§ TASK
Take each line of the data that contains the string "GlobalArgs" and copy it.

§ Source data
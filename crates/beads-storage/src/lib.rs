//! Storage backend for the beads system.
//!
//! Provides the [`Storage`] trait and a SQLite implementation ([`SqliteStore`]).

pub mod error;
pub mod sqlite;
pub mod traits;

// Re-exports for convenience.
pub use error::StorageError;
pub use sqlite::SqliteStore;
pub use traits::{
    BlockedIssue, IssueUpdates, IssueWithDependencyMetadata, Statistics, Storage, Transaction,
    TreeNode,
};

// ---------------------------------------------------------------------------
// Storage trait implementation for SqliteStore
// ---------------------------------------------------------------------------

use std::collections::HashMap;

use beads_core::comment::{Comment, Event};
use beads_core::dependency::Dependency;
use beads_core::enums::DependencyType;
use beads_core::filter::{IssueFilter, ReadyFilter};
use beads_core::issue::Issue;

use crate::error::Result;

impl Storage for SqliteStore {
    fn create_issue(&self, issue: &Issue, actor: &str) -> Result<()> {
        self.create_issue_impl(issue, actor)
    }

    fn create_issues(&self, issues: &[Issue], actor: &str) -> Result<()> {
        self.create_issues_impl(issues, actor)
    }

    fn get_issue(&self, id: &str) -> Result<Issue> {
        self.get_issue_impl(id)
    }

    fn get_issue_by_external_ref(&self, external_ref: &str) -> Result<Issue> {
        self.get_issue_by_external_ref_impl(external_ref)
    }

    fn get_issues_by_ids(&self, ids: &[String]) -> Result<Vec<Issue>> {
        self.get_issues_by_ids_impl(ids)
    }

    fn update_issue(&self, id: &str, updates: &IssueUpdates, actor: &str) -> Result<()> {
        self.update_issue_impl(id, updates, actor)
    }

    fn close_issue(&self, id: &str, reason: &str, actor: &str, session: &str) -> Result<()> {
        self.close_issue_impl(id, reason, actor, session)
    }

    fn delete_issue(&self, id: &str, deleted_by: &str, reason: &str) -> Result<()> {
        self.delete_issue_impl(id, deleted_by, reason)
    }

    fn search_issues(&self, query: &str, filter: &IssueFilter) -> Result<Vec<Issue>> {
        self.search_issues_impl(query, filter)
    }

    fn add_dependency(&self, dep: &Dependency, actor: &str) -> Result<()> {
        self.add_dependency_impl(dep, actor)
    }

    fn remove_dependency(
        &self,
        issue_id: &str,
        depends_on_id: &str,
        dep_type: DependencyType,
        actor: &str,
    ) -> Result<()> {
        self.remove_dependency_impl(issue_id, depends_on_id, dep_type, actor)
    }

    fn get_dependencies(&self, issue_id: &str) -> Result<Vec<Issue>> {
        self.get_dependencies_impl(issue_id)
    }

    fn get_dependents(&self, issue_id: &str) -> Result<Vec<Issue>> {
        self.get_dependents_impl(issue_id)
    }

    fn get_dependencies_with_metadata(
        &self,
        issue_id: &str,
    ) -> Result<Vec<IssueWithDependencyMetadata>> {
        self.get_dependencies_with_metadata_impl(issue_id)
    }

    fn get_dependents_with_metadata(
        &self,
        issue_id: &str,
    ) -> Result<Vec<IssueWithDependencyMetadata>> {
        self.get_dependents_with_metadata_impl(issue_id)
    }

    fn get_dependency_tree(
        &self,
        issue_id: &str,
        max_depth: i32,
        reverse: bool,
    ) -> Result<Vec<TreeNode>> {
        self.get_dependency_tree_impl(issue_id, max_depth, reverse)
    }

    fn add_label(&self, issue_id: &str, label: &str, actor: &str) -> Result<()> {
        self.add_label_impl(issue_id, label, actor)
    }

    fn remove_label(&self, issue_id: &str, label: &str, actor: &str) -> Result<()> {
        self.remove_label_impl(issue_id, label, actor)
    }

    fn get_labels(&self, issue_id: &str) -> Result<Vec<String>> {
        self.get_labels_impl(issue_id)
    }

    fn get_issues_by_label(&self, label: &str) -> Result<Vec<Issue>> {
        self.get_issues_by_label_impl(label)
    }

    fn get_blocked_issues(&self, filter: &ReadyFilter) -> Result<Vec<BlockedIssue>> {
        self.get_blocked_issues_impl(filter)
    }

    fn add_comment(&self, issue_id: &str, author: &str, text: &str) -> Result<Comment> {
        self.add_comment_impl(issue_id, author, text)
    }

    fn get_comments(&self, issue_id: &str) -> Result<Vec<Comment>> {
        self.get_comments_impl(issue_id)
    }

    fn get_events(&self, issue_id: &str, limit: i32) -> Result<Vec<Event>> {
        self.get_events_impl(issue_id, limit)
    }

    fn get_all_events_since(&self, since_id: i64) -> Result<Vec<Event>> {
        self.get_all_events_since_impl(since_id)
    }

    fn get_statistics(&self) -> Result<Statistics> {
        self.get_statistics_impl()
    }

    fn set_config(&self, key: &str, value: &str) -> Result<()> {
        self.set_config_impl(key, value)
    }

    fn get_config(&self, key: &str) -> Result<String> {
        self.get_config_impl(key)
    }

    fn get_all_config(&self) -> Result<HashMap<String, String>> {
        self.get_all_config_impl()
    }

    fn set_metadata(&self, key: &str, value: &str) -> Result<()> {
        self.set_metadata_impl(key, value)
    }

    fn get_metadata(&self, key: &str) -> Result<String> {
        self.get_metadata_impl(key)
    }

    fn is_empty(&self) -> Result<bool> {
        self.is_empty_impl()
    }

    fn purge_tombstones(
        &self,
        ttl: chrono::Duration,
        now: chrono::DateTime<chrono::Utc>,
    ) -> Result<i64> {
        self.purge_tombstones_impl(ttl, now)
    }

    fn run_in_transaction(&self, f: &dyn Fn(&dyn Transaction) -> Result<()>) -> Result<()> {
        self.run_in_transaction_impl(f)
    }

    fn close(&self) -> Result<()> {
        // SQLite connections are closed when the Connection is dropped.
        // The Mutex wrapper ensures thread safety.
        Ok(())
    }
}
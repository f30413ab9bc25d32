//! Clap CLI definitions for the `bd` command.
//!
//! This module defines the CLI structure using clap 4 derive macros: one
//! subcommand per core operation, plus the handful of subcommand trees
//! (`dep`, `label`, `config`) that group related actions.

use clap::{Args, Parser, Subcommand};

/// bd -- dependency-aware issue tracker.
///
/// Issues chained together like beads. A lightweight issue tracker with
/// first-class dependency support.
#[derive(Parser, Debug)]
#[command(
    name = "bd",
    about = "Dependency-aware issue tracker",
    long_about = "Issues chained together like beads. A lightweight issue tracker with first-class dependency support.",
    version,
    propagate_version = true
)]
pub struct Cli {
    #[command(flatten)]
    pub global: GlobalArgs,

    #[command(subcommand)]
    pub command: Option<Commands>,
}

/// Global flags available to all subcommands.
#[derive(Args, Debug, Clone)]
pub struct GlobalArgs {
    /// Database directory (default: auto-discover `.beads/`).
    #[arg(long, global = true)]
    pub db: Option<String>,

    /// Actor name for audit trail (default: $BD_ACTOR, git user.name, $USER).
    #[arg(long, global = true, env = "BD_ACTOR")]
    pub actor: Option<String>,

    /// Output in JSON format.
    #[arg(long, global = true)]
    pub json: bool,

    /// Force sandbox (direct) mode: skip peer coordination even if it
    /// would otherwise be available.
    #[arg(long, global = true)]
    pub sandbox: bool,

    /// Allow operations on potentially stale data (skip the staleness check
    /// on import).
    #[arg(long, global = true)]
    pub allow_stale: bool,

    /// Read-only mode: block write operations.
    #[arg(long, global = true)]
    pub readonly: bool,

    /// Enable verbose/debug output.
    #[arg(short = 'v', long, global = true)]
    pub verbose: bool,

    /// Suppress non-essential output (errors only).
    #[arg(short = 'q', long, global = true)]
    pub quiet: bool,
}

/// All available subcommands.
#[derive(Subcommand, Debug)]
pub enum Commands {
    /// Print the bd version.
    Version,

    /// Initialize a new `.beads` directory in the current (or given) path.
    Init(InitArgs),

    /// Create a new issue.
    #[command(alias = "new")]
    Create(CreateArgs),

    /// Show one or more issues in detail.
    Show(ShowArgs),

    /// List issues, optionally filtered.
    List(ListArgs),

    /// Update fields on an existing issue.
    Update(UpdateArgs),

    /// Close one or more issues.
    Close(CloseArgs),

    /// Reopen a closed issue.
    Reopen(ReopenArgs),

    /// Soft-delete (tombstone) one or more issues.
    Delete(DeleteArgs),

    /// List issues that are ready to work on.
    Ready(ReadyArgs),

    /// List the unresolved blockers of an issue.
    Blockers(BlockersArgs),

    /// Manage dependency edges between issues.
    Dep(DepArgs),

    /// Manage labels on an issue.
    Label(LabelArgs),

    /// Add a comment to an issue.
    Comment(CommentArgs),

    /// List comments on an issue.
    Comments(CommentsArgs),

    /// Show the audit history of an issue.
    History(HistoryArgs),

    /// Show the parent-child subtree rooted at an issue.
    Children(ChildrenArgs),

    /// Audit the dependency graph for cycles.
    Cycles,

    /// Find likely duplicate issues by content fingerprint.
    Duplicates,

    /// Merge one issue into another.
    Merge(MergeArgs),

    /// Export the issue database to a JSONL log.
    Export(ExportArgs),

    /// Import issues from a JSONL log.
    Import(ImportArgs),

    /// Show aggregate statistics about the issue database.
    Stats,

    /// Get or set a workspace configuration value.
    Config(ConfigArgs),
}

// ---------------------------------------------------------------------------
// Init
// ---------------------------------------------------------------------------

/// Arguments for `bd init`.
#[derive(Args, Debug)]
pub struct InitArgs {
    /// Issue ID prefix (default: current directory name).
    #[arg(short = 'p', long)]
    pub prefix: Option<String>,

    /// Suppress output.
    #[arg(short = 'q', long)]
    pub quiet: bool,

    /// Re-initialize even if a `.beads` directory already exists here.
    #[arg(long)]
    pub force: bool,
}

// ---------------------------------------------------------------------------
// Create
// ---------------------------------------------------------------------------

/// Arguments for `bd create`.
#[derive(Args, Debug)]
pub struct CreateArgs {
    /// Issue title.
    pub title: String,

    /// Issue description.
    #[arg(short = 'd', long)]
    pub description: Option<String>,

    /// Design notes.
    #[arg(long)]
    pub design: Option<String>,

    /// Acceptance criteria.
    #[arg(long = "ac")]
    pub acceptance_criteria: Option<String>,

    /// Issue type (task|bug|feature|epic|chore|discovered).
    #[arg(short = 't', long = "type", default_value = "task")]
    pub issue_type: String,

    /// Priority (0-4 or P0-P4).
    #[arg(short = 'p', long, default_value = "2")]
    pub priority: String,

    /// Labels to attach (repeatable).
    #[arg(short = 'l', long = "label", num_args = 1..)]
    pub labels: Vec<String>,

    /// External reference (e.g. a tracker URL or id).
    #[arg(long)]
    pub external_ref: Option<String>,
}

// ---------------------------------------------------------------------------
// Show
// ---------------------------------------------------------------------------

/// Arguments for `bd show`.
#[derive(Args, Debug)]
pub struct ShowArgs {
    /// Issue IDs to display.
    #[arg(required = true)]
    pub ids: Vec<String>,
}

// ---------------------------------------------------------------------------
// List
// ---------------------------------------------------------------------------

/// Arguments for `bd list`.
#[derive(Args, Debug)]
pub struct ListArgs {
    /// Filter by status (open, in_progress, blocked, closed, tombstone).
    #[arg(short = 's', long)]
    pub status: Option<String>,

    /// Filter by issue type.
    #[arg(short = 't', long = "type")]
    pub issue_type: Option<String>,

    /// Filter by labels (AND: must have ALL).
    #[arg(short = 'l', long = "label", num_args = 1..)]
    pub labels: Vec<String>,

    /// Free-text search across title/description/notes.
    #[arg(long)]
    pub search: Option<String>,

    /// Maximum issues to show.
    #[arg(short = 'n', long)]
    pub limit: Option<i32>,
}

// ---------------------------------------------------------------------------
// Update
// ---------------------------------------------------------------------------

/// Arguments for `bd update`.
#[derive(Args, Debug)]
pub struct UpdateArgs {
    /// Issue ID to update.
    pub id: String,

    /// New title.
    #[arg(long)]
    pub title: Option<String>,

    /// New description.
    #[arg(short = 'd', long)]
    pub description: Option<String>,

    /// New design notes.
    #[arg(long)]
    pub design: Option<String>,

    /// New acceptance criteria.
    #[arg(long = "ac")]
    pub acceptance_criteria: Option<String>,

    /// New notes.
    #[arg(long)]
    pub notes: Option<String>,

    /// New issue type.
    #[arg(short = 't', long = "type")]
    pub issue_type: Option<String>,

    /// New priority (0-4 or P0-P4).
    #[arg(short = 'p', long)]
    pub priority: Option<String>,

    /// New status.
    #[arg(short = 's', long)]
    pub status: Option<String>,
}

// ---------------------------------------------------------------------------
// Close / Reopen / Delete
// ---------------------------------------------------------------------------

/// Arguments for `bd close`.
#[derive(Args, Debug)]
pub struct CloseArgs {
    /// Issue IDs to close.
    #[arg(required = true)]
    pub ids: Vec<String>,

    /// Reason for closing.
    #[arg(short = 'r', long, default_value = "")]
    pub reason: String,
}

/// Arguments for `bd reopen`.
#[derive(Args, Debug)]
pub struct ReopenArgs {
    /// Issue ID to reopen.
    pub id: String,
}

/// Arguments for `bd delete`.
#[derive(Args, Debug)]
pub struct DeleteArgs {
    /// Issue IDs to delete.
    #[arg(required = true)]
    pub ids: Vec<String>,

    /// Reason for deletion.
    #[arg(short = 'r', long, default_value = "")]
    pub reason: String,
}

// ---------------------------------------------------------------------------
// Ready / Blockers
// ---------------------------------------------------------------------------

/// Arguments for `bd ready`.
#[derive(Args, Debug)]
pub struct ReadyArgs {
    /// Maximum issues to show.
    #[arg(short = 'n', long)]
    pub limit: Option<i32>,

    /// Filter by issue type.
    #[arg(short = 't', long = "type")]
    pub issue_type: Option<String>,

    /// Filter by labels (AND: must have ALL).
    #[arg(short = 'l', long = "label", num_args = 1..)]
    pub labels: Vec<String>,
}

/// Arguments for `bd blockers`.
#[derive(Args, Debug)]
pub struct BlockersArgs {
    /// Issue ID to list unresolved blockers for.
    pub id: String,
}

// ---------------------------------------------------------------------------
// Dep
// ---------------------------------------------------------------------------

/// Arguments for `bd dep`.
#[derive(Args, Debug)]
pub struct DepArgs {
    #[command(subcommand)]
    pub command: DepCommands,
}

/// Dependency subcommands.
#[derive(Subcommand, Debug)]
pub enum DepCommands {
    /// Add a dependency between issues.
    Add(DepAddArgs),
    /// Remove a dependency between issues.
    Remove(DepRemoveArgs),
    /// List dependencies and dependents of an issue.
    List(DepListArgs),
}

/// Arguments for `bd dep add`.
#[derive(Args, Debug)]
pub struct DepAddArgs {
    /// Issue that depends on `to`.
    pub from: String,
    /// Issue that `from` depends on.
    pub to: String,
    /// Dependency kind (blocks, parent-child, conditional-blocks,
    /// waits-for, related, discovered-from, replies-to, duplicates,
    /// supersedes).
    #[arg(short = 't', long = "type", default_value = "blocks")]
    pub dep_type: String,
}

/// Arguments for `bd dep remove`.
#[derive(Args, Debug)]
pub struct DepRemoveArgs {
    /// Issue that depends on `to`.
    pub from: String,
    /// Issue that `from` depends on.
    pub to: String,
    /// Dependency kind to remove.
    #[arg(short = 't', long = "type", default_value = "blocks")]
    pub dep_type: String,
}

/// Arguments for `bd dep list`.
#[derive(Args, Debug)]
pub struct DepListArgs {
    /// Issue ID.
    pub id: String,
}

// ---------------------------------------------------------------------------
// Label
// ---------------------------------------------------------------------------

/// Arguments for `bd label`.
#[derive(Args, Debug)]
pub struct LabelArgs {
    /// Issue ID.
    pub id: String,
    #[command(subcommand)]
    pub command: LabelCommands,
}

/// Label subcommands.
#[derive(Subcommand, Debug)]
pub enum LabelCommands {
    /// Add a label to an issue.
    Add(LabelAddArgs),
    /// Remove a label from an issue.
    Remove(LabelRemoveArgs),
}

/// Arguments for `bd label <id> add`.
#[derive(Args, Debug)]
pub struct LabelAddArgs {
    /// Label to add.
    pub label: String,
}

/// Arguments for `bd label <id> remove`.
#[derive(Args, Debug)]
pub struct LabelRemoveArgs {
    /// Label to remove.
    pub label: String,
}

// ---------------------------------------------------------------------------
// Comment / History / Children
// ---------------------------------------------------------------------------

/// Arguments for `bd comment`.
#[derive(Args, Debug)]
pub struct CommentArgs {
    /// Issue ID.
    pub id: String,
    /// Comment text.
    pub text: String,
}

/// Arguments for `bd comments`.
#[derive(Args, Debug)]
pub struct CommentsArgs {
    /// Issue ID.
    pub id: String,
}

/// Arguments for `bd history`.
#[derive(Args, Debug)]
pub struct HistoryArgs {
    /// Issue ID to show history for.
    pub id: String,

    /// Maximum events to show.
    #[arg(short = 'n', long, default_value = "50")]
    pub limit: i32,
}

/// Arguments for `bd children`.
#[derive(Args, Debug)]
pub struct ChildrenArgs {
    /// Issue ID to find the parent-child subtree of.
    pub id: String,

    /// Maximum traversal depth.
    #[arg(long, default_value = "10")]
    pub max_depth: i32,
}

// ---------------------------------------------------------------------------
// Merge
// ---------------------------------------------------------------------------

/// Arguments for `bd merge`.
#[derive(Args, Debug)]
pub struct MergeArgs {
    /// Issue to merge (will be closed).
    pub source: String,
    /// Issue to merge into (survives).
    pub target: String,
}

// ---------------------------------------------------------------------------
// Export / Import
// ---------------------------------------------------------------------------

/// Arguments for `bd export`.
#[derive(Args, Debug)]
pub struct ExportArgs {
    /// Path to the JSONL file to write.
    pub path: String,

    /// Overwrite a non-empty log with an empty snapshot.
    #[arg(long)]
    pub force: bool,
}

/// Arguments for `bd import`.
#[derive(Args, Debug)]
pub struct ImportArgs {
    /// Path to the JSONL file to read.
    pub path: String,

    /// Policy for dependency edges whose endpoint is missing locally
    /// (overrides `import.orphan_handling` from config for this run).
    #[arg(long)]
    pub orphan_handling: Option<String>,

    /// Force the import even when the incoming batch is empty.
    #[arg(long)]
    pub force: bool,
}

// ---------------------------------------------------------------------------
// Config
// ---------------------------------------------------------------------------

/// Arguments for `bd config`.
#[derive(Args, Debug)]
pub struct ConfigArgs {
    #[command(subcommand)]
    pub command: ConfigCommands,
}

/// Config subcommands.
#[derive(Subcommand, Debug)]
pub enum ConfigCommands {
    /// Set a configuration value.
    Set(ConfigSetArgs),
    /// Get a configuration value.
    Get(ConfigGetArgs),
}

/// Arguments for `bd config set`.
#[derive(Args, Debug)]
pub struct ConfigSetArgs {
    /// Configuration key (e.g. `issue_prefix`, `tombstone.ttl_days`).
    pub key: String,
    /// Configuration value.
    pub value: String,
}

/// Arguments for `bd config get`.
#[derive(Args, Debug)]
pub struct ConfigGetArgs {
    /// Configuration key.
    pub key: String,
}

§ FINAL ANSWER
    pub global: GlobalArgs,
pub struct GlobalArgs {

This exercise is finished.